* [TRY IT]
The answer must be every line from the entries below that contains "filename".

(MATERIALS PROVIDED)

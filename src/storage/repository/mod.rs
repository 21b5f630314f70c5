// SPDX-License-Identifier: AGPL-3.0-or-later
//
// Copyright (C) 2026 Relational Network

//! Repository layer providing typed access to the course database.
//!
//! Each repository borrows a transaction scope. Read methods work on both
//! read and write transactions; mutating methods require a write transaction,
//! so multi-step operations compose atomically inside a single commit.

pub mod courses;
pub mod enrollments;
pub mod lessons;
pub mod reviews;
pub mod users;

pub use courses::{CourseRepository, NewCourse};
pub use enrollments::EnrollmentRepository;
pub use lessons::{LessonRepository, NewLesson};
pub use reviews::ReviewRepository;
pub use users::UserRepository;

(End MATERIALS PROVIDED)
(MATERIALS PROVIDED)

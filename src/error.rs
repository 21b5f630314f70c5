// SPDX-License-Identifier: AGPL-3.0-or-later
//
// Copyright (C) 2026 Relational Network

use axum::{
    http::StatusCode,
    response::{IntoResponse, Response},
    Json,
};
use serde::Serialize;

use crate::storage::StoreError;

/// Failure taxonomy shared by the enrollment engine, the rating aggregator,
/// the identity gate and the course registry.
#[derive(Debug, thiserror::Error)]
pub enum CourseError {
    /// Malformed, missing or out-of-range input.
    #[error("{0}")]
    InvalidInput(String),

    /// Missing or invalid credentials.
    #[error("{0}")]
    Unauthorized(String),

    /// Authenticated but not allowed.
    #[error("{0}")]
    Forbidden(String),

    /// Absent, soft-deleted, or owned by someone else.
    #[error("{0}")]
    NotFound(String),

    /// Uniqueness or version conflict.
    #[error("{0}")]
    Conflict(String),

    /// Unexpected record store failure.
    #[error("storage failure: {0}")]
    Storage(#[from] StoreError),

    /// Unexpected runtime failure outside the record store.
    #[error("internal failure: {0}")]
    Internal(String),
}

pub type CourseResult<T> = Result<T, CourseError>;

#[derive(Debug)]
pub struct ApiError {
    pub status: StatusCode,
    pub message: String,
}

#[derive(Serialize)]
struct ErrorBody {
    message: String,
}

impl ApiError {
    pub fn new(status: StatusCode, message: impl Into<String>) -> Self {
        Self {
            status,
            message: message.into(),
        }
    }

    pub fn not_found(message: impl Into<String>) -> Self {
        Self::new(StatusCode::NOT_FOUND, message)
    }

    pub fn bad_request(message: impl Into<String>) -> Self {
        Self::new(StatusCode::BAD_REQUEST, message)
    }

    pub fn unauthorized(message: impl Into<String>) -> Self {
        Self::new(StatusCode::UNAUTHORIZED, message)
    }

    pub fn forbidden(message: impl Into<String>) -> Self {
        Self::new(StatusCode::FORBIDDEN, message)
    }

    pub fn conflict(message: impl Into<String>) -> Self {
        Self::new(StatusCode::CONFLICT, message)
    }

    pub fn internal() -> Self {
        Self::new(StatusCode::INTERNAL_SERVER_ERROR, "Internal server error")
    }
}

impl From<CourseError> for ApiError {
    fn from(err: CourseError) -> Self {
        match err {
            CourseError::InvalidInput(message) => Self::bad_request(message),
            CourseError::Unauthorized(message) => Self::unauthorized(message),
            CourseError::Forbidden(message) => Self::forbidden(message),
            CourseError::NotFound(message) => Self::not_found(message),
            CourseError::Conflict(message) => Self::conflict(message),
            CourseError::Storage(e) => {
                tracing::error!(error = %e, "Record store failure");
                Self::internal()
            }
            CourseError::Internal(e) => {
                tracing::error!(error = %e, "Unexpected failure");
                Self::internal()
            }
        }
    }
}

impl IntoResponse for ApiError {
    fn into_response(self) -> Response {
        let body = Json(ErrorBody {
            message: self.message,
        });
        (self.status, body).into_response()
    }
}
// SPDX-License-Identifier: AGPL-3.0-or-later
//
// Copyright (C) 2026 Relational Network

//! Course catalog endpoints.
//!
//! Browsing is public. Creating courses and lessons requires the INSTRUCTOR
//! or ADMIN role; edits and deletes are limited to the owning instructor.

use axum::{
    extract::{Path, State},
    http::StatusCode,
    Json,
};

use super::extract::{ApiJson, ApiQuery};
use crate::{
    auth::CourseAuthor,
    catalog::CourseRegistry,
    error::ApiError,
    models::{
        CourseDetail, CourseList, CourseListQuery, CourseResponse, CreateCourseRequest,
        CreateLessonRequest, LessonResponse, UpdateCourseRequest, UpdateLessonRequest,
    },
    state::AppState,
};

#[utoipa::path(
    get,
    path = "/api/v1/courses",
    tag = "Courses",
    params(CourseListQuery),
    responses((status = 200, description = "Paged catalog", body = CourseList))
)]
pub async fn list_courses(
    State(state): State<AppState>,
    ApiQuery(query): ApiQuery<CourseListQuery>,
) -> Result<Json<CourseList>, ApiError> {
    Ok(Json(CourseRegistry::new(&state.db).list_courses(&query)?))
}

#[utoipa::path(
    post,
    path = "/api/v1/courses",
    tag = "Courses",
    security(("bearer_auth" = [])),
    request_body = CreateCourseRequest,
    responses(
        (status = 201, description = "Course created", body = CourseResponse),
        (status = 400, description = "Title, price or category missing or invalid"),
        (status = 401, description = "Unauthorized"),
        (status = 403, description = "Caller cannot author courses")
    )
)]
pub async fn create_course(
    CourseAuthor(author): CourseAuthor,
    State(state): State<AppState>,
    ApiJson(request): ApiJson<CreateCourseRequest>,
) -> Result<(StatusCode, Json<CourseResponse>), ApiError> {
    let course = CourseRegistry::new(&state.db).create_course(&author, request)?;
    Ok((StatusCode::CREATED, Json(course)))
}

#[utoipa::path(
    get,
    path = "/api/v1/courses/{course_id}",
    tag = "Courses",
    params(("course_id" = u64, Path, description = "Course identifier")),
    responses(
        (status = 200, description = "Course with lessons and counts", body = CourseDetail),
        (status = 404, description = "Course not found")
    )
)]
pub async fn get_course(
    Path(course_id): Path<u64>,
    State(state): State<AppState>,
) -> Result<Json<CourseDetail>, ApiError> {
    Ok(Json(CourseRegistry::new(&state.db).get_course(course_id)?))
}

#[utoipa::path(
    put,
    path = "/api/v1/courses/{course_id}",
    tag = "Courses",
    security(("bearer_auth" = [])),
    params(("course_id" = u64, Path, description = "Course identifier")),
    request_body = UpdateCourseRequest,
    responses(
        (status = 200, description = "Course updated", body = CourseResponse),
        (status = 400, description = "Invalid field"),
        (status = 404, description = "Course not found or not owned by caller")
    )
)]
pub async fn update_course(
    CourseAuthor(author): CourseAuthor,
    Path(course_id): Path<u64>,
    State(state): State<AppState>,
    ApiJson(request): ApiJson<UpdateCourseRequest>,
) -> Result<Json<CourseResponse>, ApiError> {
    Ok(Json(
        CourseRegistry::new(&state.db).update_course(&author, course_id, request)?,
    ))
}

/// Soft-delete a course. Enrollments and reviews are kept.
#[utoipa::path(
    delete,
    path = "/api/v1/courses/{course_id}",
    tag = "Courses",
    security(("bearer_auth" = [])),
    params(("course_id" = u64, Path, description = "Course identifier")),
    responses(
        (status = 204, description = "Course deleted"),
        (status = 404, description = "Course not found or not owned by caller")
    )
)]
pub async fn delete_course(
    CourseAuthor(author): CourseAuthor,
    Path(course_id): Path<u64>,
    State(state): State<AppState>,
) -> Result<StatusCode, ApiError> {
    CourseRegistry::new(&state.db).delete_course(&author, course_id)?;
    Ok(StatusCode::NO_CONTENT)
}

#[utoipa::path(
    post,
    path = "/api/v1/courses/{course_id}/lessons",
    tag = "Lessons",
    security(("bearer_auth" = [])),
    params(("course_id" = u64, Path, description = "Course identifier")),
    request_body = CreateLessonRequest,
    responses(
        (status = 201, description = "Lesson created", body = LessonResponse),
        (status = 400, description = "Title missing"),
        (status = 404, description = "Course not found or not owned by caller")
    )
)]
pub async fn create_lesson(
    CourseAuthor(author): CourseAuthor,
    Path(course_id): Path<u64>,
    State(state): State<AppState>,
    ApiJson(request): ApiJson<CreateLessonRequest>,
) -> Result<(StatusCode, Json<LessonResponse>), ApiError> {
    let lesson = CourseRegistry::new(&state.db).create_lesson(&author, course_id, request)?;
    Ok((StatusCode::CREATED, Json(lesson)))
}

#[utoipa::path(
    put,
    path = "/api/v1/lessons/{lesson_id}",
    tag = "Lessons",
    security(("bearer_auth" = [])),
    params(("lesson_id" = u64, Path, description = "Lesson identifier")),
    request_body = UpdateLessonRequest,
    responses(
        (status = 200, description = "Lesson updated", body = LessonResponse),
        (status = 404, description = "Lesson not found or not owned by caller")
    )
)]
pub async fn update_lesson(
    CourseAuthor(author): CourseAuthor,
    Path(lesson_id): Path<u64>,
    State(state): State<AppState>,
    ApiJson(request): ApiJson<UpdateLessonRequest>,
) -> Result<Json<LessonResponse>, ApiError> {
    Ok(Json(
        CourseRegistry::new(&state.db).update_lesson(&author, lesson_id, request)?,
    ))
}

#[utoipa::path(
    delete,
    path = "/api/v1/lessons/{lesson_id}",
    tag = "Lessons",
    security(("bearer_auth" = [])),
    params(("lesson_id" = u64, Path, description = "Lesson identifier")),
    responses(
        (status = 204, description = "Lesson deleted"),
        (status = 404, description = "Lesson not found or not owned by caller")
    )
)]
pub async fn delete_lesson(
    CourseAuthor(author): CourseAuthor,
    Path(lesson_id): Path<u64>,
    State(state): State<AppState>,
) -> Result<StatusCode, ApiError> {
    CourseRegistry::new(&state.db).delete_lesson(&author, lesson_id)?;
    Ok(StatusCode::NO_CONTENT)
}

(End MATERIALS PROVIDED)

* [OUTPUT BELOW]
filename src/storage/repository/mod.rs
filename src/error.rs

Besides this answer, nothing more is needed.